Biological treatments for paediatric psoriasis (BiPe): A retrospective observational study on biological drug survival in daily practice in childhood psoriasis

Abstract : Background Three biotherapies – etanercept, adalimumab and ustekinumab – are licensed in childhood psoriasis. The few data available on their efficacy and tolerance are mainly derived from industry trials. However, biological drug survival impacts long‐term performance in real‐life settings. Objective The objective of this study was to evaluate the survival rates of biological therapies in children with psoriasis in real‐life conditions. Secondary objectives were to evaluate the factors associated with the choice of the biological therapy and to report severe adverse events. Materials and methods This study was an observational retrospective study.

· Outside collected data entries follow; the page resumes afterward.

//! Chain fetchers: turn a provider's options snapshot into a [`ChainSnapshot`].

use std::collections::BTreeSet;

use async_trait::async_trait;
use chrono::{NaiveDate, Utc};
use chrono_tz::Tz;
use rust_decimal::Decimal;

use crate::chain::{ChainSnapshot, Contract};
use crate::client::{FetchResult, PolygonClient};
use crate::constants::options_snapshot::MAX_PAGES;
use crate::error::FetchError;
use crate::types::ContractType;
use crate::types::options_snapshot::{OptionSnapshot, OptionsChainQuery};

/// Source of chain snapshots.
#[async_trait]
pub trait ChainFetcher: Send + Sync {
    /// Snapshot of `ticker` covering its nearest `expirations` non-expired
    /// expiration dates.
    async fn fetch_chain(&self, ticker: &str, expirations: usize) -> FetchResult<ChainSnapshot>;
}

/// [`ChainFetcher`] backed by the Polygon.io options snapshot endpoint.
#[derive(Debug, Clone)]
pub struct PolygonChainFetcher {
    client: PolygonClient,
    timezone: Tz,
    contract_multiplier: Decimal,
}

impl PolygonChainFetcher {
    /// `timezone` decides which expirations count as expired;
    /// `contract_multiplier` is only used to flag contracts with a
    /// non-standard deliverable.
    pub fn new(client: PolygonClient, timezone: Tz, contract_multiplier: Decimal) -> Self {
        Self {
            client,
            timezone,
            contract_multiplier,
        }
    }

    pub fn client(&self) -> &PolygonClient {
        &self.client
    }

    /// Convert one snapshot entry, skipping entries the calculation can't use.
    fn to_contract(&self, entry: OptionSnapshot) -> Option<Contract> {
        let Some(details) = entry.details else {
            tracing::debug!("skipping snapshot entry without contract details");
            return None;
        };
        let side = match details.contract_type.parse::<ContractType>() {
            Ok(side) => side,
            Err(reason) => {
                tracing::debug!(contract = %details.ticker, %reason, "skipping contract");
                return None;
            }
        };
        if let Some(shares) = details.shares_per_contract {
            if Decimal::from(shares) != self.contract_multiplier {
                tracing::warn!(
                    contract = %details.ticker,
                    shares,
                    multiplier = %self.contract_multiplier,
                    "contract deliverable differs from configured multiplier"
                );
            }
        }

        let day = entry.day;
        Some(Contract {
            strike: details.strike_price,
            open_interest: entry.open_interest.unwrap_or(0),
            side,
            expiration: details.expiration_date,
            symbol: Some(details.ticker),
            volume: day.as_ref().and_then(|d| d.volume).map(|v| v.max(0.0) as u64),
            last_price: day.and_then(|d| d.close),
        })
    }
}

#[async_trait]
impl ChainFetcher for PolygonChainFetcher {
    async fn fetch_chain(&self, ticker: &str, expirations: usize) -> FetchResult<ChainSnapshot> {
        let wanted = expirations.max(1);
        let fetched_at = Utc::now();
        let trade_date = fetched_at.with_timezone(&self.timezone).date_naive();

        let price = self.client.get_underlying_price(ticker).await?;
        tracing::info!(%ticker, %price, "fetched underlying price");

        let query = OptionsChainQuery {
            expiration_date_gte: Some(trade_date),
            ..OptionsChainQuery::default()
        };
        let mut page = self.client.get_options_chain(ticker, &query).await?;

        let mut seen: BTreeSet<NaiveDate> = BTreeSet::new();
        let mut contracts = Vec::new();
        let mut pages = 1;
        let mut truncated = false;
        'pages: loop {
            for entry in page.results {
                let Some(contract) = self.to_contract(entry) else {
                    continue;
                };
                if contract.expiration < trade_date {
                    continue;
                }
                if !seen.contains(&contract.expiration) && seen.len() == wanted {
                    tracing::debug!(%ticker, pages, "past requested expirations, stopping early");
                    break 'pages;
                }
                seen.insert(contract.expiration);
                contracts.push(contract);
            }

            match page.next_url {
                Some(next) if pages < MAX_PAGES => {
                    page = self.client.get_options_chain_next(&next).await?;
                    pages += 1;
                }
                Some(_) => {
                    truncated = true;
                    break;
                }
                None => break,
            }
        }

        // The last expiration seen may continue past the cap.
        if truncated {
            if let Some(partial) = seen.pop_last() {
                contracts.retain(|c| c.expiration != partial);
                tracing::warn!(%ticker, pages, expiration = %partial, "page cap reached, dropping partial expiration");
            }
            if seen.is_empty() {
                return Err(FetchError::Malformed(format!(
                    "chain for {ticker} truncated at {MAX_PAGES} pages"
                )));
            }
        }

        if contracts.is_empty() {
            return Err(FetchError::EmptyResponse(format!(
                "no option contracts returned for {ticker}"
            )));
        }

        tracing::info!(
            %ticker,
            contracts = contracts.len(),
            expirations = seen.len(),
            pages,
            "fetched options chain"
        );
        Ok(ChainSnapshot::new(
            ticker,
            price,
            fetched_at,
            trade_date,
            seen,
            contracts,
        ))
    }
}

Data were extracted from the clinical records of 134 children. Kaplan–Meier estimates were used to analyse drug survival overall and in subgroups of plaque psoriasis, bio‐naïve and non‐naïve patients. Results We analysed 184 treatment courses: 70 with etanercept, 68 with adalimumab and 46 with ustekinumab. Factors associated with the choice of first‐line biological agent were age at initiation (younger for adalimumab, P < 0.0001), age at onset of psoriasis (younger for adalimumab and etanercept, P = 0.03) and baseline Psoriasis Assessment Severity Index and Physician global assessment (both higher for adalimumab, P < 0.001). Drug survival rates were higher for ustekinumab than for adalimumab and etanercept (P < 0.0001) for all treatment and all psoriasis types, plaque‐type psoriasis (P = 0.0003), patients naïve for biological agents (P = 0.0007) and non‐naïve patients (P = 0.007). We reported eight serious adverse events (SAEs): severe infections (n = 3), significant weight gain (n = 2), psoriasis flare (n = 1) and malaise (n = 1). Biological therapy was discontinued in three children (one with psoriasis flare and two with weight gain). Only the two cases of weight gain resulted in an unfavourable outcome. Conclusions Our real‐life comparative study found that ustekinumab had the best drug survival outcome. The profile of SAEs in children was comparable to that in adults. These results will assist dermatologists in the decision‐making process when choosing treatment options for children with psoriasis in daily practice.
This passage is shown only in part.